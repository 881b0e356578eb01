use std::path::Path;

use serde::{Deserialize, Serialize};
use tokio::fs;
use tracing::{debug, warn};
use uuid::Uuid;

use crate::settings::SequencerSettings;
use crate::storage::{Error, Result};

/// Contents of `.sequencer/config.json`.
#[derive(Serialize, Deserialize, Debug, Clone, PartialEq, Eq)]
pub(crate) struct VaultConfig {
    /// A unique identifier for the vault.
    pub(crate) id: Uuid,
    /// Format version, for future migrations.
    pub(crate) version: u32,
    #[serde(default)]
    pub(crate) settings: SequencerSettings,
}

impl VaultConfig {
    pub(crate) fn new() -> Self {
        VaultConfig {
            id: Uuid::new_v4(),
            version: 1,
            settings: SequencerSettings::default(),
        }
    }
}

pub(crate) async fn read_vault_config(path: &Path) -> Result<VaultConfig> {
    let content = fs::read(path).await.map_err(|e| {
        warn!("Failed to read vault config file '{}': {}", path.display(), e);
        Error::InvalidVaultConfig(path.to_path_buf())
    })?;

    serde_json::from_slice(&content).map_err(|e| {
        warn!("Failed to parse vault config file '{}': {}", path.display(), e);
        Error::InvalidVaultConfig(path.to_path_buf())
    })
}

pub(crate) async fn write_vault_config(path: &Path, config: &VaultConfig) -> Result<()> {
    let content = serde_json::to_string_pretty(config).map_err(Error::Config)?;
    fs::write(path, content).await.map_err(Error::Io)?;
    debug!("Vault config written to {}", path.display());
    Ok(())
}

#[cfg(test)]
mod tests {
    use super::*;
    use tempfile::tempdir;

    #[tokio::test]
    async fn config_round_trips_through_disk() {
        let dir = tempdir().unwrap();
        let path = dir.path().join("config.json");
        let mut config = VaultConfig::new();
        config.settings.reciprocal_links = false;

        write_vault_config(&path, &config).await.unwrap();
        assert_eq!(read_vault_config(&path).await.unwrap(), config);
    }

    #[tokio::test]
    async fn missing_settings_fall_back_to_defaults() {
        let dir = tempdir().unwrap();
        let path = dir.path().join("config.json");
        let id = Uuid::new_v4();
        fs::write(&path, format!(r#"{{"id":"{id}","version":1}}"#)).await.unwrap();

        let config = read_vault_config(&path).await.unwrap();
        assert_eq!(config.id, id);
        assert_eq!(config.settings, SequencerSettings::default());
    }

    #[tokio::test]
    async fn garbage_is_invalid_config() {
        let dir = tempdir().unwrap();
        let path = dir.path().join("config.json");
        fs::write(&path, "not json").await.unwrap();

        assert!(matches!(read_vault_config(&path).await, Err(Error::InvalidVaultConfig(_))));
        assert!(matches!(
            read_vault_config(&dir.path().join("missing.json")).await,
            Err(Error::InvalidVaultConfig(_))
        ));
    }
}
pub mod app;
pub mod cli;
pub mod commands;

pub use app::Sequencer;
use anyhow::Context;
use console::Term;
use dialoguer::{theme::ColorfulTheme, FuzzySelect};
use sequencer_core::suggest::Suggestion;

/// Lets the user fuzzy-pick one of `suggestions` on the terminal.
///
/// Returns `None` when the list is empty or the user cancels with Esc.
pub async fn pick(prompt: String, suggestions: Vec<Suggestion>) -> anyhow::Result<Option<Suggestion>> {
    if suggestions.is_empty() {
        return Ok(None);
    }
    if !Term::stderr().is_term() {
        anyhow::bail!("No target given and no terminal to pick one from");
    }

    let items: Vec<String> = suggestions.iter().map(ToString::to_string).collect();
    // dialoguer blocks on terminal input
    let selection = tokio::task::spawn_blocking(move || {
        FuzzySelect::with_theme(&ColorfulTheme::default())
            .with_prompt(prompt)
            .items(&items)
            .default(0)
            .interact_opt()
            .context("Failed to read selection")
    })
    .await
    .context("Picker task failed (panic)")??;

    Ok(selection.and_then(|index| suggestions.into_iter().nth(index)))
}
//! The read-transform-write pipeline behind every link edit.
//!
//! Each call reads the target document from the store, rewrites its header
//! with [`frontmatter::rewrite`], and writes the whole result back. Nothing is
//! cached between calls, so every edit transforms the content of its own
//! read. Failed edits write nothing and are never retried.

use futures::future;
use thiserror::Error;
use tracing::{debug, info, instrument};

use crate::frontmatter::{self, Link, LinkKey, RewriteError};
use crate::settings::SequencerSettings;
use crate::storage::{self, DocumentRef, DocumentStore};

#[derive(Debug, Error)]
pub enum EditError {
    #[error("Invalid frontmatter in '{document}': header block is never closed (cannot set '{key}')")]
    MalformedHeader { document: DocumentRef, key: LinkKey },

    #[error("Failed to read '{document}' (setting '{key}')")]
    StoreRead {
        document: DocumentRef,
        key: LinkKey,
        #[source]
        source: storage::Error,
    },

    #[error("Failed to write '{document}' (setting '{key}')")]
    StoreWrite {
        document: DocumentRef,
        key: LinkKey,
        #[source]
        source: storage::Error,
    },
}

impl EditError {
    /// The document the failed edit targeted.
    pub fn document(&self) -> &DocumentRef {
        match self {
            EditError::MalformedHeader { document, .. }
            | EditError::StoreRead { document, .. }
            | EditError::StoreWrite { document, .. } => document,
        }
    }

    pub fn key(&self) -> LinkKey {
        match self {
            EditError::MalformedHeader { key, .. }
            | EditError::StoreRead { key, .. }
            | EditError::StoreWrite { key, .. } => *key,
        }
    }
}

/// Sets `key` to `value` in the header of `document`.
///
/// `value` is written as given; use [`Link::to_field_value`] to produce the
/// quoted link form.
#[instrument(skip(store, value), fields(document = %document, key = %key))]
pub async fn edit_field<S>(
    store: &S,
    document: &DocumentRef,
    key: LinkKey,
    value: &str,
) -> Result<(), EditError>
where
    S: DocumentStore + ?Sized,
{
    let content = store.read(document).await.map_err(|source| EditError::StoreRead {
        document: document.clone(),
        key,
        source,
    })?;

    let updated = frontmatter::rewrite(&content, key, value).map_err(|e| match e {
        RewriteError::MalformedHeader => EditError::MalformedHeader {
            document: document.clone(),
            key,
        },
    })?;

    if updated == content {
        debug!("Field already up to date");
    }

    store.write(document, &updated).await.map_err(|source| EditError::StoreWrite {
        document: document.clone(),
        key,
        source,
    })?;

    debug!("Field written");
    Ok(())
}

/// The edits made by [`link_notes`].
#[derive(Debug, Clone, PartialEq, Eq)]
pub struct LinkOutcome {
    /// Edited with the requested key.
    pub source: DocumentRef,
    /// Edited with the inverse key, when reciprocal links are on.
    pub reciprocal: Option<DocumentRef>,
}

/// Links `from` to `to` under `key`, and `to` back to `from` under the
/// inverse key when `settings.reciprocal_links` is on.
///
/// The two edits are independent. They run concurrently unless both target
/// the same document, and both run to completion even if one fails; the
/// first error is returned.
#[instrument(skip(store, settings), fields(from = %from, to = %to, key = %key))]
pub async fn link_notes<S>(
    store: &S,
    settings: &SequencerSettings,
    from: &DocumentRef,
    key: LinkKey,
    to: &DocumentRef,
) -> Result<LinkOutcome, EditError>
where
    S: DocumentStore + ?Sized,
{
    let forward_value = Link::new(to.basename()).to_field_value();
    let forward = edit_field(store, from, key, &forward_value);

    if !settings.reciprocal_links {
        forward.await?;
        info!("Linked {} -> {}", from, to);
        return Ok(LinkOutcome { source: from.clone(), reciprocal: None });
    }

    let back_value = Link::new(from.basename()).to_field_value();
    let back = edit_field(store, to, key.inverse(), &back_value);

    let (forward_result, back_result) = if from == to {
        // Same document: each edit must read the other's result
        let forward_result = forward.await;
        (forward_result, back.await)
    } else {
        future::join(forward, back).await
    };
    forward_result?;
    back_result?;

    info!("Linked {} <-> {}", from, to);
    Ok(LinkOutcome {
        source: from.clone(),
        reciprocal: Some(to.clone()),
    })
}

#[cfg(test)]
mod tests {
    use super::*;
    use crate::storage::MemoryStore;

    fn doc(path: &str) -> DocumentRef {
        DocumentRef::new(path).unwrap()
    }

    const NO_RECIPROCAL: SequencerSettings = SequencerSettings {
        reciprocal_links: false,
        only_sibling_files: true,
    };

    #[tokio::test]
    async fn edit_field_end_to_end() {
        let store = MemoryStore::new();
        store.insert(doc("X.md"), "---\nprev: \"[[A]]\"\n---\nBody text\n").await;

        edit_field(&store, &doc("X.md"), LinkKey::Next, "\"[[B]]\"").await.unwrap();

        assert_eq!(
            store.get(&doc("X.md")).await.unwrap(),
            "---\nprev: \"[[A]]\"\nnext: \"[[B]]\"\n---\nBody text\n"
        );
        assert_eq!(store.write_count(), 1);
    }

    #[tokio::test]
    async fn repeated_edit_is_idempotent() {
        let store = MemoryStore::new();
        store.insert(doc("X.md"), "Body\n").await;

        edit_field(&store, &doc("X.md"), LinkKey::Prev, "\"[[A]]\"").await.unwrap();
        let first = store.get(&doc("X.md")).await.unwrap();
        edit_field(&store, &doc("X.md"), LinkKey::Prev, "\"[[A]]\"").await.unwrap();

        assert_eq!(store.get(&doc("X.md")).await.unwrap(), first);
        assert_eq!(first, "---\nprev: \"[[A]]\"\n---\nBody\n");
    }

    #[tokio::test]
    async fn malformed_header_is_never_written() {
        let store = MemoryStore::new();
        let original = "---\nprev: \"[[A]]\"\nBody without a closing delimiter\n";
        store.insert(doc("X.md"), original).await;

        let err = edit_field(&store, &doc("X.md"), LinkKey::Next, "\"[[B]]\"").await.unwrap_err();

        assert!(matches!(err, EditError::MalformedHeader { .. }));
        assert_eq!(err.document(), &doc("X.md"));
        assert_eq!(err.key(), LinkKey::Next);
        assert_eq!(store.get(&doc("X.md")).await.unwrap(), original);
        assert_eq!(store.write_count(), 0);
    }

    #[tokio::test]
    async fn store_errors_are_tagged() {
        let store = MemoryStore::new();
        let err = edit_field(&store, &doc("Missing.md"), LinkKey::Prev, "x").await.unwrap_err();
        assert!(matches!(
            err,
            EditError::StoreRead { source: storage::Error::DocumentNotFound(_), .. }
        ));

        store.insert(doc("Locked.md"), "Body").await;
        store.reject_writes_to(doc("Locked.md")).await;
        let err = edit_field(&store, &doc("Locked.md"), LinkKey::Prev, "x").await.unwrap_err();
        assert!(matches!(err, EditError::StoreWrite { key: LinkKey::Prev, .. }));
        assert_eq!(store.get(&doc("Locked.md")).await.unwrap(), "Body");
    }

    #[tokio::test]
    async fn reciprocal_link_edits_both_notes() {
        let store = MemoryStore::new();
        store.insert(doc("X.md"), "X body\n").await;
        store.insert(doc("Book/Y.md"), "---\ntags: y\n---\nY body\n").await;

        let outcome = link_notes(
            &store,
            &SequencerSettings::default(),
            &doc("X.md"),
            LinkKey::Next,
            &doc("Book/Y.md"),
        )
        .await
        .unwrap();

        assert_eq!(outcome.reciprocal, Some(doc("Book/Y.md")));
        assert_eq!(
            store.get(&doc("X.md")).await.unwrap(),
            "---\nnext: \"[[Y]]\"\n---\nX body\n"
        );
        assert_eq!(
            store.get(&doc("Book/Y.md")).await.unwrap(),
            "---\ntags: y\nprev: \"[[X]]\"\n---\nY body\n"
        );
    }

    #[tokio::test]
    async fn reciprocal_can_be_disabled() {
        let store = MemoryStore::new();
        store.insert(doc("X.md"), "").await;
        store.insert(doc("Y.md"), "Y").await;

        let outcome = link_notes(&store, &NO_RECIPROCAL, &doc("X.md"), LinkKey::Prev, &doc("Y.md"))
            .await
            .unwrap();

        assert_eq!(outcome.reciprocal, None);
        assert_eq!(store.get(&doc("X.md")).await.unwrap(), "---\nprev: \"[[Y]]\"\n---\n");
        assert_eq!(store.get(&doc("Y.md")).await.unwrap(), "Y");
    }

    #[tokio::test]
    async fn self_link_keeps_both_fields() {
        let store = MemoryStore::new();
        store.insert(doc("Loop.md"), "Body").await;

        link_notes(&store, &SequencerSettings::default(), &doc("Loop.md"), LinkKey::Next, &doc("Loop.md"))
            .await
            .unwrap();

        assert_eq!(
            store.get(&doc("Loop.md")).await.unwrap(),
            "---\nnext: \"[[Loop]]\"\nprev: \"[[Loop]]\"\n---\nBody"
        );
    }

    #[tokio::test]
    async fn failed_reciprocal_edit_still_applies_forward_edit() {
        let store = MemoryStore::new();
        store.insert(doc("X.md"), "").await;
        store.insert(doc("Y.md"), "---\nbroken header\n").await;

        let err = link_notes(&store, &SequencerSettings::default(), &doc("X.md"), LinkKey::Next, &doc("Y.md"))
            .await
            .unwrap_err();

        assert!(matches!(err, EditError::MalformedHeader { key: LinkKey::Prev, .. }));
        assert_eq!(err.document(), &doc("Y.md"));
        assert_eq!(store.get(&doc("X.md")).await.unwrap(), "---\nnext: \"[[Y]]\"\n---\n");
        assert_eq!(store.get(&doc("Y.md")).await.unwrap(), "---\nbroken header\n");
    }
}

* * *

Gather each line of the listing that holds the string "given".

The answer –
        anyhow::bail!("No target given and no terminal to pick one from");
/// `value` is written as given; use [`Link::to_field_value`] to produce the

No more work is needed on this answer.